The non-receptor tyrosine kinase Pyk2 is highly expressed in breast cancer, where it mediates invadopodia formation and function and consequent breast cancer invasiveness via interaction with the actin-nucleation promoting factor cortactin. Here, we designed a cell-permeable peptide inhibitor that contains the second proline-rich region (PRR2) sequence of Pyk2, which binds to the SH3 domain of cortactin and inhibits the interaction between Pyk2 and cortactin in invadopodia. The PRR2-Pyk2 peptide blocks spontaneous lung metastasis in immune-competent mice by inhibiting cortactin tyrosine phosphorylation and actin polymerization-mediated maturation and activation of invadopodia, leading to reduced MMP-dependent tumor cell invasiveness. The native structure of the Pyk2-PRR2: cortactin-SH3 complex was determined using nuclear magnetic resonance (NMR), revealing an extended class II interaction surface spanning the canonical binding groove and a second hydrophobic surface which significantly contributes to ligand affinity. Using structure-guided design, we created a mutant peptide lacking critical residues involved in binding that failed to inhibit invadopodia maturation and function and consequent metastatic dissemination in mice. Further transcriptomics analysis revealed the downstream molecular and signaling mechanisms of metastasis inhibition by our Pyk2-derived peptide.
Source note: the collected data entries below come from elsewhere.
#[cfg(test)]
mod complex_tests {

    use super::*;
    use float_cmp::{approx_eq, FloatMargin};
    use std::f64::consts::{E, FRAC_PI_2, PI};

    const DELTA: f64 = 0.0001;

    fn assert_close(actual: Complex, re: f64, im: f64) {
        assert!(
            approx_eq!(f64, actual.re(), re, epsilon = DELTA),
            "real part: expected {}, got {}",
            re,
            actual.re()
        );
        assert!(
            approx_eq!(f64, actual.im(), im, epsilon = DELTA),
            "imaginary part: expected {}, got {}",
            im,
            actual.im()
        );
    }

    #[test]
    fn test_creation() {
        let z = Complex::new(3.0, 4.0);
        assert_eq!(z.re(), 3.0);
        assert_eq!(z.im(), 4.0);

        assert_eq!(Complex::from_real(5.0), Complex::new(5.0, 0.0));
        assert_eq!(Complex::from_imag(2.0), Complex::new(0.0, 2.0));
        assert_eq!(Complex::default(), Complex::ZERO);

        assert_close(Complex::from_polar(1.0, FRAC_PI_2), 0.0, 1.0);
        assert_close(Complex::from_polar(2.0, PI), -2.0, 0.0);
    }

    #[test]
    fn test_plus() {
        let mut a = Complex::new(3.0, 4.0);
        a.plus(Complex::new(1.0, 2.0));
        assert_close(a, 4.0, 6.0);
    }

    #[test]
    fn test_minus() {
        let mut a = Complex::new(5.0, 7.0);
        a.minus(Complex::new(2.0, 3.0));
        assert_close(a, 3.0, 4.0);
    }

    #[test]
    fn test_times() {
        let mut a = Complex::new(2.0, 3.0);
        a.times(Complex::new(4.0, 5.0));
        assert_close(a, -7.0, 22.0);
    }

    #[test]
    fn test_divide() {
        let mut a = Complex::new(3.0, 2.0);
        a.divide(Complex::new(1.0, 1.0));
        assert_close(a, 2.5, -0.5);
    }

    #[test]
    fn test_divide_by_zero_is_ieee() {
        let mut a = Complex::new(1.0, 0.0);
        a.divide(Complex::ZERO);
        assert!(a.re().is_nan());
        assert!(a.im().is_nan());

        let mut b = Complex::new(1.0, 0.0);
        b.divide(Complex::from_real(1e-200));
        assert_eq!(b.re(), f64::INFINITY);
    }

    #[test]
    fn test_checked_divide() {
        let mut a = Complex::new(3.0, 2.0);
        assert_eq!(
            a.checked_divide(Complex::ZERO).err(),
            Some(ComplexError::DivisionByZero)
        );
        assert_eq!(a, Complex::new(3.0, 2.0));

        let result = *a.checked_divide(Complex::new(1.0, 1.0)).unwrap();
        assert_close(result, 2.5, -0.5);
    }

    #[test]
    fn test_chaining_returns_receiver() {
        let mut a = Complex::new(1.0, 1.0);
        a.plus(Complex::ONE).times(Complex::I).minus(Complex::new(0.0, 2.0));
        assert_close(a, -1.0, 0.0);
    }

    #[test]
    fn test_power() {
        let mut a = Complex::new(2.0, 3.0);
        a.power(2);
        assert_eq!(a, Complex::new(-5.0, 12.0));

        let mut b = Complex::new(2.0, 3.0);
        b.power(0);
        assert_eq!(b, Complex::ONE);

        let mut zero = Complex::ZERO;
        zero.power(0);
        assert_eq!(zero, Complex::ONE);

        let mut i = Complex::I;
        i.power(4);
        assert_close(i, 1.0, 0.0);
    }

    #[test]
    fn test_powi_negative() {
        let mut a = Complex::new(0.0, 2.0);
        a.powi(-1);
        assert_close(a, 0.0, -0.5);

        let mut b = Complex::new(2.0, 3.0);
        b.powi(-2);
        let mut expected = Complex::ONE;
        expected.divide(Complex::new(-5.0, 12.0));
        assert_close(b, expected.re(), expected.im());

        let mut zero = Complex::ZERO;
        zero.powi(-1);
        assert!(!zero.is_finite());
    }

    #[test]
    fn test_checked_powi() {
        let mut zero = Complex::ZERO;
        assert_eq!(
            zero.checked_powi(-3).err(),
            Some(ComplexError::DivisionByZero)
        );
        assert_eq!(zero, Complex::ZERO);

        assert_eq!(*zero.checked_powi(0).unwrap(), Complex::ONE);

        let mut a = Complex::new(1.0, 1.0);
        assert_close(*a.checked_powi(-2).unwrap(), 0.0, -0.5);
    }

    #[test]
    fn test_negative_power_of_huge_base_underflows_to_zero() {
        let mut huge = Complex::new(1e300, 0.0);
        huge.powi(-2);
        assert!(huge.is_finite());
        assert_eq!(huge, Complex::ZERO);

        let mut checked = Complex::new(1e300, 0.0);
        assert_eq!(*checked.checked_powi(-2).unwrap(), Complex::ZERO);
    }

    #[test]
    fn test_checked_powi_never_yields_non_finite() {
        let mut overflow = Complex::new(1e300, 1e300);
        assert_eq!(
            overflow.checked_powi(2).err(),
            Some(ComplexError::NonFiniteResult)
        );
        assert_eq!(overflow, Complex::new(1e300, 1e300));

        for (base, n) in [
            (Complex::new(1e300, 0.0), -2),
            (Complex::new(1e-300, 1e-300), -3),
            (Complex::new(0.5, -2.0), 40),
            (Complex::new(f64::NAN, 0.0), 1),
            (Complex::new(1e-200, 0.0), -1),
        ] {
            let mut z = base;
            if let Ok(result) = z.checked_powi(n) {
                assert!(result.is_finite(), "{}^{} gave {}", base, n, result);
            }
        }
    }

    #[test]
    fn test_reciprocal_scales() {
        let mut big = Complex::new(1e200, 0.0);
        big.reciprocal();
        assert!(approx_eq!(f64, big.re(), 1e-200, ulps = 4));
        assert_eq!(big.im(), 0.0);

        let mut tiny = Complex::new(0.0, 1e-170);
        tiny.reciprocal();
        assert!(approx_eq!(f64, tiny.im(), -1e170, ulps = 4));
        assert_eq!(tiny.re(), 0.0);

        let mut z = Complex::new(3.0, 4.0);
        z.reciprocal();
        assert_close(z, 0.12, -0.16);

        let mut zero = Complex::ZERO;
        zero.reciprocal();
        assert!(zero.is_nan());
    }

    #[test]
    fn test_checked_divide_by_tiny_divisor() {
        let mut one = Complex::ONE;
        let quotient = *one.checked_divide(Complex::from_real(1e-170)).unwrap();
        assert!(approx_eq!(f64, quotient.re(), 1e170, ulps = 4));
        assert_eq!(quotient.im(), 0.0);

        let mut huge = Complex::new(1e300, 0.0);
        assert_eq!(
            huge.checked_divide(Complex::from_real(1e-300)).err(),
            Some(ComplexError::NonFiniteResult)
        );
        assert_eq!(huge, Complex::new(1e300, 0.0));
    }

    #[test]
    fn test_exp() {
        let mut zero = Complex::ZERO;
        zero.exp();
        assert_close(zero, 1.0, 0.0);

        let mut one = Complex::ONE;
        one.exp();
        assert_close(one, E, 0.0);

        let mut ipi = Complex::new(0.0, PI);
        ipi.exp();
        assert_close(ipi, -1.0, 0.0);
    }

    #[test]
    fn test_log() {
        let mut one = Complex::ONE;
        one.log();
        assert_close(one, 0.0, 0.0);

        let mut minus_one = Complex::new(-1.0, 0.0);
        minus_one.log();
        assert_close(minus_one, 0.0, PI);

        let mut i = Complex::I;
        i.log();
        assert_close(i, 0.0, FRAC_PI_2);
    }

    #[test]
    fn test_log_of_zero() {
        let mut zero = Complex::ZERO;
        zero.log();
        assert_eq!(zero.re(), f64::NEG_INFINITY);
        assert_eq!(zero.im(), 0.0);

        let mut checked = Complex::ZERO;
        assert_eq!(checked.checked_log().err(), Some(ComplexError::LogOfZero));
        assert_eq!(checked, Complex::ZERO);
    }

    #[test]
    fn test_exp_log_identity() {
        let z = Complex::new(2.0, 3.0);
        let ln_exp_z = *z.copy().exp().log();
        assert_close(ln_exp_z, z.re(), z.im());
    }

    #[test]
    fn test_sin_cos() {
        let mut s = Complex::ZERO;
        s.sin();
        assert_close(s, 0.0, 0.0);

        let mut c = Complex::ZERO;
        c.cos();
        assert_close(c, 1.0, 0.0);

        // sin²z + cos²z = 1
        let z = Complex::new(0.7, -1.3);
        let mut sin_sq = *z.copy().sin();
        sin_sq.power(2);
        let mut cos_sq = *z.copy().cos();
        cos_sq.power(2);
        sin_sq.plus(cos_sq);
        assert_close(sin_sq, 1.0, 0.0);
    }

    #[test]
    fn test_abs_and_length_sq() {
        let z = Complex::new(3.0, 4.0);
        assert!(approx_eq!(f64, z.abs(), 5.0, epsilon = DELTA));
        assert!(approx_eq!(f64, z.length_sq(), 25.0, epsilon = DELTA));
        assert_eq!(z, Complex::new(3.0, 4.0));
    }

    #[test]
    fn test_arg_and_polar() {
        let z = Complex::new(0.0, -2.0);
        let (mag, ang) = z.to_polar();
        assert!(approx_eq!(f64, mag, 2.0, epsilon = DELTA));
        assert!(approx_eq!(f64, ang, -FRAC_PI_2, epsilon = DELTA));

        let back = Complex::from_polar(mag, ang);
        assert_close(back, 0.0, -2.0);
    }

    #[test]
    fn test_conj_and_negate() {
        let mut z = Complex::new(3.0, 4.0);
        z.conj();
        assert_eq!(z, Complex::new(3.0, -4.0));
        z.negate();
        assert_eq!(z, Complex::new(-3.0, 4.0));
    }

    #[test]
    fn test_conjugate_multiplication() {
        let a = Complex::new(3.0, 4.0);
        let product = *a.copy().times(Complex::new(3.0, -4.0));
        assert_close(product, 25.0, 0.0);
    }

    #[test]
    fn test_copy_is_independent() {
        let original = Complex::new(2.0, 3.0);
        let mut copy = original.copy();
        assert_eq!(copy, original);

        copy.plus(Complex::ONE);
        assert_eq!(original, Complex::new(2.0, 3.0));
        assert_eq!(copy, Complex::new(3.0, 3.0));
    }

    #[test]
    fn test_classification() {
        assert!(Complex::new(1.0, 2.0).is_finite());
        assert!(Complex::new(f64::NAN, 0.0).is_nan());
        assert!(Complex::new(0.0, f64::INFINITY).is_infinite());
        assert!(!Complex::new(0.0, f64::INFINITY).is_finite());
    }

    #[test]
    fn test_approx_eq_margin() {
        let a = Complex::new(1.0, 2.0);
        let b = Complex::new(1.0 + 1e-9, 2.0 - 1e-9);
        assert!(a.approx_eq(b, F64Margin::default().epsilon(1e-8)));
        assert!(!a.approx_eq(b, F64Margin::zero()));
        assert!(approx_eq!(Complex, a, b, epsilon = 1e-8));
    }

    #[test]
    fn test_display() {
        assert_eq!(format!("{}", Complex::new(3.0, 4.0)), "3 + 4i");
        assert_eq!(format!("{}", Complex::new(3.0, -4.0)), "3 - 4i");
        assert_eq!(format!("{}", Complex::from_real(5.0)), "5");
        assert_eq!(format!("{}", Complex::from_imag(2.0)), "2i");
        assert_eq!(format!("{}", Complex::I), "i");
        assert_eq!(format!("{}", Complex::new(0.0, -1.0)), "-i");
        assert_eq!(format!("{}", Complex::new(2.5, 1.0)), "2.5 + i");
        assert_eq!(format!("{}", Complex::new(2.5, -1.0)), "2.5 - i");
    }
}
Our findings shed light on the specific molecular interactions between Pyk2 and cortactin and on the downstream mechanisms of their inhibition and may lead to the development of a novel strategy for preventing metastatic dissemination of primary breast tumors that are predicted to be highly metastatic at the time of diagnosis, and of secondary tumors that have already spread to other parts of the body.